Anyone whose brain is hard-wired to be anxious about 'external threats', such as loud noises or unpleasant images, is more likely to support hawkish policies such as high military spending and the Iraq War, they said. In contrast, those who are less jumpy will tend to support more liberal immigration laws, pacifism and gun control.
To test their theory, the researchers recruited 46 adults with strong political beliefs.
Each was shown three threatening images - a large spider on the face of a frightened person, a dazed individual with a bloody face and an open wound with maggots on it - interspersed with 33 less disturbing pictures. Sensors measured how much the volunteers sweated.
It was discovered that those with conservative views reacted more strongly to the disturbing pictures than those with liberal opinions. The researchers also measured how hard participants blinked when suddenly played a loud noise. Again, conservatives tended to be more easily startled.
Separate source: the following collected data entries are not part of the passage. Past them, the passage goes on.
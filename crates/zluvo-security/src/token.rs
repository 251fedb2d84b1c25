//! Anti-forgery tokens
//!
//! A token is `nonce.signature` where `nonce` is the base64 encoding of a
//! random UUID and `signature` is the lowercase hex HMAC-SHA256 of the nonce
//! text, keyed with `secret:<configured secret>`.

use crate::{SecurityError, SecurityResult};
use base64::{Engine as _, engine::general_purpose};
use hmac::{Hmac, Mac};
use sha2::Sha256;
use subtle::ConstantTimeEq;
use zluvo_conf::{ExposeSecret, SecretString, Settings};

type HmacSha256 = Hmac<Sha256>;

/// Separator between the nonce and the signature
pub const TOKEN_SEPARATOR: char = '.';

// Rejection reasons
pub const REASON_TOKEN_MISSING: &str = "Anti-forgery token missing.";
pub const REASON_MALFORMED_TOKEN: &str = "Anti-forgery token is malformed.";
pub const REASON_BAD_SIGNATURE: &str = "Anti-forgery token signature does not match.";

/// Issues and checks anti-forgery tokens.
///
/// Forms hold a guard behind `Arc<dyn TokenGuard>` so tests and integrators
/// can swap the signing scheme.
pub trait TokenGuard: Send + Sync {
	/// Issue a fresh token
	fn generate(&self) -> String;

	/// Check a submitted token, reporting why it was rejected
	fn check(&self, token: &str) -> SecurityResult<()>;

	/// Whether a submitted token is authentic
	fn verify(&self, token: &str) -> bool {
		self.check(token).is_ok()
	}
}

/// HMAC-SHA256 token guard
pub struct HmacTokenGuard {
	key: SecretString,
}

impl HmacTokenGuard {
	/// Create a guard signing with the given secret
	///
	/// # Examples
	///
	/// ```
	/// use zluvo_security::{HmacTokenGuard, TokenGuard};
	///
	/// let guard = HmacTokenGuard::new("s3cret").unwrap();
	/// let token = guard.generate();
	/// assert!(guard.verify(&token));
	/// ```
	pub fn new(secret: impl AsRef<str>) -> SecurityResult<Self> {
		let secret = secret.as_ref();
		if secret.is_empty() {
			return Err(SecurityError::MissingSecret);
		}
		Ok(Self {
			key: SecretString::from(format!("secret:{}", secret)),
		})
	}

	/// Create a guard from the `csrf` setting (`ZLUVO_CSRF`)
	///
	/// Fails with [`SecurityError::MissingSecret`] when no secret is configured.
	///
	/// # Examples
	///
	/// ```
	/// use zluvo_conf::Settings;
	/// use zluvo_security::{HmacTokenGuard, SecurityError};
	///
	/// let missing = HmacTokenGuard::from_settings(&Settings::default());
	/// assert!(matches!(missing, Err(SecurityError::MissingSecret)));
	///
	/// let settings = Settings::default().with_csrf_secret("s3cret");
	/// assert!(HmacTokenGuard::from_settings(&settings).is_ok());
	/// ```
	pub fn from_settings(settings: &Settings) -> SecurityResult<Self> {
		let secret = settings
			.csrf_secret()
			.ok_or(SecurityError::MissingSecret)?;
		Self::new(secret.expose_secret())
	}

	/// Lowercase hex HMAC-SHA256 of `payload`
	fn sign(&self, payload: &str) -> String {
		let mut mac = HmacSha256::new_from_slice(self.key.expose_secret().as_bytes())
			.expect("HMAC accepts any key length");
		mac.update(payload.as_bytes());
		hex::encode(mac.finalize().into_bytes())
	}
}

impl TokenGuard for HmacTokenGuard {
	fn generate(&self) -> String {
		let nonce = general_purpose::STANDARD.encode(uuid::Uuid::new_v4().to_string());
		let signature = self.sign(&nonce);
		format!("{}{}{}", nonce, TOKEN_SEPARATOR, signature)
	}

	fn check(&self, token: &str) -> SecurityResult<()> {
		if token.is_empty() {
			return Err(SecurityError::TokenRejected(REASON_TOKEN_MISSING.to_string()));
		}

		let (nonce, signature) = match token.split_once(TOKEN_SEPARATOR) {
			Some((nonce, signature)) if !nonce.is_empty() && !signature.is_empty() => {
				(nonce, signature)
			}
			_ => {
				return Err(SecurityError::TokenRejected(
					REASON_MALFORMED_TOKEN.to_string(),
				));
			}
		};

		let expected = self.sign(nonce);
		if bool::from(expected.as_bytes().ct_eq(signature.as_bytes())) {
			Ok(())
		} else {
			tracing::debug!(nonce_len = nonce.len(), "anti-forgery signature mismatch");
			Err(SecurityError::TokenRejected(REASON_BAD_SIGNATURE.to_string()))
		}
	}
}

impl std::fmt::Debug for HmacTokenGuard {
	fn fmt(&self, f: &mut std::fmt::Formatter<'_>) -> std::fmt::Result {
		f.debug_struct("HmacTokenGuard")
			.field("key", &"[REDACTED]")
			.finish()
	}
}
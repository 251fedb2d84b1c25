//! Failure records

use chrono::{DateTime, Utc};
use serde::{Deserialize, Serialize};
use zluvo_conf::ProjectInfo;

/// One rejected submission, as emitted to reporters and sent to the collector.
///
/// Serializes as `{time, project: {name, version}, form, errors}`.
#[derive(Debug, Clone, PartialEq, Serialize, Deserialize)]
pub struct FailureRecord {
	pub time: DateTime<Utc>,
	pub project: ProjectInfo,
	pub form: String,
	pub errors: Vec<String>,
}

impl FailureRecord {
	/// Create a record stamped with the current time
	///
	/// # Examples
	///
	/// ```
	/// use zluvo_conf::ProjectInfo;
	/// use zluvo_logging::FailureRecord;
	///
	/// let record = FailureRecord::new(
	///     ProjectInfo::new("shop", "1.2.0"),
	///     "Register Form",
	///     vec!["Field is required".to_string()],
	/// );
	/// assert_eq!(record.form, "Register Form");
	/// assert_eq!(record.errors.len(), 1);
	/// ```
	pub fn new(project: ProjectInfo, form: impl Into<String>, errors: Vec<String>) -> Self {
		Self {
			time: Utc::now(),
			project,
			form: form.into(),
			errors,
		}
	}
}

#[cfg(test)]
mod tests {
	use super::*;
	use rstest::rstest;

	#[rstest]
	fn test_record_serializes_expected_shape() {
		// Arrange
		let record = FailureRecord::new(
			ProjectInfo::new("shop", "1.2.0"),
			"Checkout",
			vec!["Value is not a valid email address".to_string()],
		);

		// Act
		let json = serde_json::to_value(&record).unwrap();

		// Assert
		assert_eq!(json["project"]["name"], "shop");
		assert_eq!(json["project"]["version"], "1.2.0");
		assert_eq!(json["form"], "Checkout");
		assert_eq!(json["errors"][0], "Value is not a valid email address");
		assert!(json["time"].is_string());
	}
}
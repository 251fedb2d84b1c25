//! Form aggregator
//!
//! A [`Form`] is an ordered set of named [`Field`]s. Processing a submission
//! checks the anti-forgery token (when enabled), evaluates every field
//! concurrently and folds the outcomes, in registration order, into a
//! [`ValidationResult`].

use crate::field::{Field, FieldValue, messages};
use crate::metadata::{FieldMetadata, FormMetadata, HiddenField};
use crate::plugins::PluginSet;
use crate::result::{FormValues, ValidationResult};
use crate::submission::Submission;
use futures::future::join_all;
use std::borrow::Cow;
use std::sync::Arc;
use zluvo_conf::{ProjectInfo, Settings};
use zluvo_logging::{FailureLogger, TracingReporter};
use zluvo_security::{HmacTokenGuard, SecurityError, TokenGuard};

/// Name of the hidden input carrying the anti-forgery token
pub const TOKEN_FIELD: &str = "crsf";

/// Names that cannot be used for fields
pub const RESERVED_NAMES: &[&str] = &[TOKEN_FIELD];

#[derive(Debug, thiserror::Error)]
pub enum FormError {
	#[error("'{0}' is reserved and cannot be used as a field name")]
	ReservedName(String),
	#[error("Field '{0}' is registered more than once")]
	DuplicateName(String),
	#[error("Field names must not be empty")]
	EmptyName,
	#[error("Anti-forgery is enabled but the submission has no '{0}' field")]
	MissingToken(String),
	#[error(transparent)]
	Security(#[from] SecurityError),
	#[error("Plugin '{plugin}' failed: {source}")]
	Plugin {
		plugin: String,
		#[source]
		source: anyhow::Error,
	},
}

pub type FormResult<T> = Result<T, FormError>;

/// What to do when a submitted token does not verify
#[derive(Debug, Clone, Copy, PartialEq, Eq, Default)]
pub enum TokenPolicy {
	/// Report `secure: false` and keep evaluating fields
	#[default]
	Report,
	/// Reject the submission without evaluating fields
	Enforce,
}

/// Optional side effects of processing a submission
#[derive(Debug, Clone, Copy, Default, PartialEq, Eq)]
pub struct ProcessContext {
	/// Send a failure record when the submission is invalid
	pub record: bool,
	/// Run the form's plugins when the submission is valid
	pub run_plugins: bool,
}

impl ProcessContext {
	pub fn new() -> Self {
		Self::default()
	}

	pub fn with_record(mut self) -> Self {
		self.record = true;
		self
	}

	pub fn with_plugins(mut self) -> Self {
		self.run_plugins = true;
		self
	}
}

type FieldOutcome = Result<Option<FieldValue>, Vec<String>>;

/// Per-submission working state
struct Evaluation {
	secure: Option<bool>,
	/// `None` when the token policy rejected the submission outright
	outcomes: Option<Vec<FieldOutcome>>,
}

pub struct Form {
	name: String,
	fields: Vec<Field>,
	guard: Option<Arc<dyn TokenGuard>>,
	token_policy: TokenPolicy,
	plugins: PluginSet,
	logger: FailureLogger,
}

impl Form {
	/// Create an empty form
	///
	/// Failure records go to a tracing-only logger tagged with
	/// [`ProjectInfo::default`]. Use [`Form::with_settings`] to pick up the
	/// configured project identity and forward records to the collector, or
	/// [`Form::with_failure_logger`] for a custom logger.
	///
	/// # Examples
	///
	/// ```
	/// use zluvo_forms::Form;
	///
	/// let form = Form::new("signup");
	/// assert_eq!(form.name(), "signup");
	/// assert!(form.fields().is_empty());
	/// assert!(!form.anti_forgery_enabled());
	/// ```
	pub fn new(name: impl Into<String>) -> Self {
		Self {
			name: name.into(),
			fields: Vec::new(),
			guard: None,
			token_policy: TokenPolicy::default(),
			plugins: PluginSet::new(),
			logger: FailureLogger::new(ProjectInfo::default())
				.with_reporter(Arc::new(TracingReporter)),
		}
	}

	/// Register fields in order.
	///
	/// A field without an explicit name takes its registration key. Nothing
	/// is registered when any name is empty, reserved or already taken.
	///
	/// # Examples
	///
	/// ```
	/// use zluvo_forms::{Form, FormError, field};
	///
	/// let mut form = Form::new("contact");
	/// form.register([
	///     ("email", field::email("Email", "you@example.com").required()),
	///     ("message", field::text_area("Message", "").with_name("body")),
	/// ])
	/// .unwrap();
	///
	/// let names: Vec<_> = form.fields().iter().map(|f| f.name.as_str()).collect();
	/// assert_eq!(names, vec!["email", "body"]);
	///
	/// let err = form.register([("crsf", field::text("Token", ""))]).unwrap_err();
	/// assert!(matches!(err, FormError::ReservedName(_)));
	/// ```
	pub fn register<K, I>(&mut self, fields: I) -> FormResult<()>
	where
		K: Into<String>,
		I: IntoIterator<Item = (K, Field)>,
	{
		let mut incoming: Vec<Field> = Vec::new();
		for (key, mut field) in fields {
			if field.name.is_empty() {
				field.name = key.into();
			}
			let name = field.name.as_str();
			if name.is_empty() {
				return Err(FormError::EmptyName);
			}
			if RESERVED_NAMES.contains(&name) {
				return Err(FormError::ReservedName(name.to_string()));
			}
			if self.field(name).is_some() || incoming.iter().any(|f| f.name == name) {
				return Err(FormError::DuplicateName(name.to_string()));
			}
			incoming.push(field);
		}

		self.fields.extend(incoming);
		Ok(())
	}

	/// Builder-style [`register`](Self::register)
	pub fn with_fields<K, I>(mut self, fields: I) -> FormResult<Self>
	where
		K: Into<String>,
		I: IntoIterator<Item = (K, Field)>,
	{
		self.register(fields)?;
		Ok(self)
	}

	/// Enable anti-forgery with a custom guard
	pub fn with_token_guard(mut self, guard: Arc<dyn TokenGuard>) -> Self {
		self.guard = Some(guard);
		self
	}

	/// Enable anti-forgery signed with the configured `csrf` secret
	///
	/// # Examples
	///
	/// ```
	/// use zluvo_conf::Settings;
	/// use zluvo_forms::{Form, FormError};
	///
	/// let err = Form::new("login").with_anti_forgery(&Settings::default()).unwrap_err();
	/// assert!(matches!(err, FormError::Security(_)));
	///
	/// let settings = Settings::default().with_csrf_secret("s3cret");
	/// let form = Form::new("login").with_anti_forgery(&settings).unwrap();
	/// assert!(form.anti_forgery_enabled());
	/// ```
	pub fn with_anti_forgery(self, settings: &Settings) -> FormResult<Self> {
		let guard = HmacTokenGuard::from_settings(settings)?;
		Ok(self.with_token_guard(Arc::new(guard)))
	}

	pub fn with_token_policy(mut self, policy: TokenPolicy) -> Self {
		self.token_policy = policy;
		self
	}

	/// Record failures with the project identity and collector from `settings`
	///
	/// Records are forwarded over HTTP only when an access token is set.
	///
	/// # Examples
	///
	/// ```
	/// use zluvo_conf::{ProjectInfo, Settings};
	/// use zluvo_forms::Form;
	///
	/// let settings = Settings::default()
	///     .with_project(ProjectInfo::new("shop", "2.0.0"))
	///     .with_access_token("collector-token");
	/// let form = Form::new("checkout").with_settings(&settings);
	/// assert_eq!(form.failure_logger().project().name, "shop");
	/// assert_eq!(form.failure_logger().reporter_names(), vec!["tracing", "http"]);
	/// ```
	pub fn with_settings(mut self, settings: &Settings) -> Self {
		self.logger = FailureLogger::from_settings(settings);
		self
	}

	/// Replace the logger receiving failure records
	pub fn with_failure_logger(mut self, logger: FailureLogger) -> Self {
		self.logger = logger;
		self
	}

	pub fn name(&self) -> &str {
		&self.name
	}

	/// Fields in registration order
	pub fn fields(&self) -> &[Field] {
		&self.fields
	}

	pub fn field(&self, name: &str) -> Option<&Field> {
		self.fields.iter().find(|f| f.name == name)
	}

	pub fn anti_forgery_enabled(&self) -> bool {
		self.guard.is_some()
	}

	pub fn token_policy(&self) -> TokenPolicy {
		self.token_policy
	}

	pub fn plugins(&self) -> &PluginSet {
		&self.plugins
	}

	pub fn plugins_mut(&mut self) -> &mut PluginSet {
		&mut self.plugins
	}

	pub fn failure_logger(&self) -> &FailureLogger {
		&self.logger
	}

	/// Hidden input with a freshly issued token, `None` without anti-forgery
	pub fn token_field(&self) -> Option<HiddenField> {
		self.guard
			.as_ref()
			.map(|guard| HiddenField::new(TOKEN_FIELD, guard.generate()))
	}

	/// Serializable description of the form for rendering
	pub fn to_metadata(&self) -> FormMetadata {
		FormMetadata {
			name: self.name.clone(),
			token: self.token_field(),
			fields: self.fields.iter().map(FieldMetadata::from).collect(),
		}
	}

	/// Validate a submission without side effects
	///
	/// # Examples
	///
	/// ```
	/// use std::collections::HashMap;
	/// use zluvo_forms::{Form, field};
	///
	/// # tokio_test::block_on(async {
	/// let mut form = Form::new("profile");
	/// form.register([
	///     ("name", field::text("Name", "").required()),
	///     ("age", field::number("Age", "")),
	/// ])
	/// .unwrap();
	///
	/// let result = form.process(&HashMap::<String, String>::new()).await.unwrap();
	/// assert!(!result.valid);
	/// assert_eq!(result.errors, vec!["Field is required"]);
	/// assert!(result.values().is_empty());
	/// # });
	/// ```
	pub async fn process<S>(&self, submission: &S) -> FormResult<ValidationResult>
	where
		S: Submission + Sync + ?Sized,
	{
		self.process_with(submission, ProcessContext::default())
			.await
	}

	/// Validate a submission, then record failures or run plugins as `ctx` asks
	pub async fn process_with<S>(
		&self,
		submission: &S,
		ctx: ProcessContext,
	) -> FormResult<ValidationResult>
	where
		S: Submission + Sync + ?Sized,
	{
		let evaluation = self.evaluate(submission).await?;
		let result = self.assemble(evaluation);
		self.after(&result, ctx).await?;
		Ok(result)
	}

	/// Like [`process_with`](Self::process_with), also writing each
	/// successfully cast value back into its field
	pub async fn consume<S>(
		&mut self,
		submission: &S,
		ctx: ProcessContext,
	) -> FormResult<ValidationResult>
	where
		S: Submission + Sync + ?Sized,
	{
		let evaluation = self.evaluate(submission).await?;
		if let Some(outcomes) = &evaluation.outcomes {
			for (field, outcome) in self.fields.iter_mut().zip(outcomes) {
				if let Ok(value) = outcome {
					field.value = value.clone();
				}
			}
		}

		let result = self.assemble(evaluation);
		self.after(&result, ctx).await?;
		Ok(result)
	}

	async fn evaluate<S>(&self, submission: &S) -> FormResult<Evaluation>
	where
		S: Submission + Sync + ?Sized,
	{
		let secure = match &self.guard {
			None => None,
			Some(guard) => {
				let token = submission
					.get(TOKEN_FIELD)
					.ok_or_else(|| FormError::MissingToken(TOKEN_FIELD.to_string()))?;
				let verified = guard.verify(token);
				if !verified {
					tracing::warn!(form = %self.name, policy = ?self.token_policy, "anti-forgery token rejected");
				}
				Some(verified)
			}
		};

		if secure == Some(false) && self.token_policy == TokenPolicy::Enforce {
			return Ok(Evaluation {
				secure,
				outcomes: None,
			});
		}

		let outcomes = join_all(self.fields.iter().map(|field| async move {
			let raw = submission.get(&field.name).map(Cow::Borrowed).or_else(|| {
				field
					.value
					.as_ref()
					.map(|value| Cow::Owned(value.to_string()))
			});
			let outcome = field.clean(raw.as_deref()).await;
			tracing::debug!(form = %self.name, field = %field.name, valid = outcome.is_ok(), "field evaluated");
			outcome
		}))
		.await;

		Ok(Evaluation {
			secure,
			outcomes: Some(outcomes),
		})
	}

	fn assemble(&self, evaluation: Evaluation) -> ValidationResult {
		let Some(outcomes) = evaluation.outcomes else {
			return ValidationResult::new(
				evaluation.secure,
				vec![messages::TOKEN.to_string()],
				FormValues::new(),
			);
		};

		let mut errors = Vec::new();
		let mut data = FormValues::new();
		for (field, outcome) in self.fields.iter().zip(outcomes) {
			match outcome {
				Ok(value) => {
					data.insert(field.name.clone(), value);
				}
				Err(field_errors) => errors.extend(field_errors),
			}
		}

		ValidationResult::new(evaluation.secure, errors, data)
	}

	async fn after(&self, result: &ValidationResult, ctx: ProcessContext) -> FormResult<()> {
		if result.valid {
			if ctx.run_plugins {
				self.plugins.run(&self.name, &result.data).await?;
			}
		} else if ctx.record {
			self.logger.record(&self.name, &result.errors).await;
		}
		Ok(())
	}
}

impl std::fmt::Debug for Form {
	fn fmt(&self, f: &mut std::fmt::Formatter<'_>) -> std::fmt::Result {
		f.debug_struct("Form")
			.field("name", &self.name)
			.field("fields", &self.fields)
			.field("anti_forgery", &self.guard.is_some())
			.field("token_policy", &self.token_policy)
			.field("plugins", &self.plugins)
			.finish()
	}
}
The University of Nebraska-Lincoln team were unsure whether people who are naturally more sensitive to threats are drawn to Right-wing politics, or whether conservatives become more jumpy.
So we have proof that people are the same person they were when they were six. And we see that liberals would look at a picture like this...
...may jump a little, but a conservative would be changing their underwear before the Diary is finished if I keep posing images like that. Or sudde-- BANG!!
Sorry.
But the scientists at the University of Nebraska-Lincoln weren't sure if it was because people were just born scared or not.
Actually, there is research which ties the whole thing together. And, as with all the best science, its discovery was a complete accident.
In 1969, Berkeley professors Jack and Jeanne Block embarked on a study of childhood personality, asking nursery school teachers to rate children's temperaments.
They weren't even thinking about political orientation.
Twenty years later, they decided to compare the subjects' childhood personalities with their political preferences as adults. They found arresting patterns.
As kids, liberals had developed close relationships with peers and were rated by their teachers as self-reliant, energetic, impulsive, and resilient. People who were conservative at age 23 had been described by their teachers as easily victimized, easily offended, indecisive, fearful, rigid, inhibited, and vulnerable at age 3.
The reason for the difference, the Blocks hypothesized, was that insecure kids most needed the reassurance of tradition and authority, and they found it in conservative politics.
So Christopher S. Nave, the doctoral candidate at UC Riverside, shouldn't have been that surprised if he'd have heard of this research. Don't forget, these were child psychologists. They had no interest in political agenda. They just happened to find their old work and think "hey, I wonder if this actually meant anything twenty years later?..."
But there it is. People that are conservatives were the kind of kids you see crying in supermarkets for no logical reason. Well: no logical reason to us, because we weren't scared of the man's face on the Wheaties box. Their personalities did what everyone else's personality does: stay with them like dog-hair on polyester pants. And the more scared they were, the more they gravitated to politics that catered to their easily outraged selves. The right-wing politics.
Sorry. [F]right[ened] wing politics. Look at those descriptions of the three year-olds that just 'happened' to become conservatives. Easily victimized. Easily offended. Iindecisive, fearful, rigid, inhibited, and vulnerable. Think of all the political stories from the Echo Chamber you've ever seen and heard, and think "what is the primary motivation? Why this story, right now? Who are they trying to convince with this charade?", and think of those descriptions.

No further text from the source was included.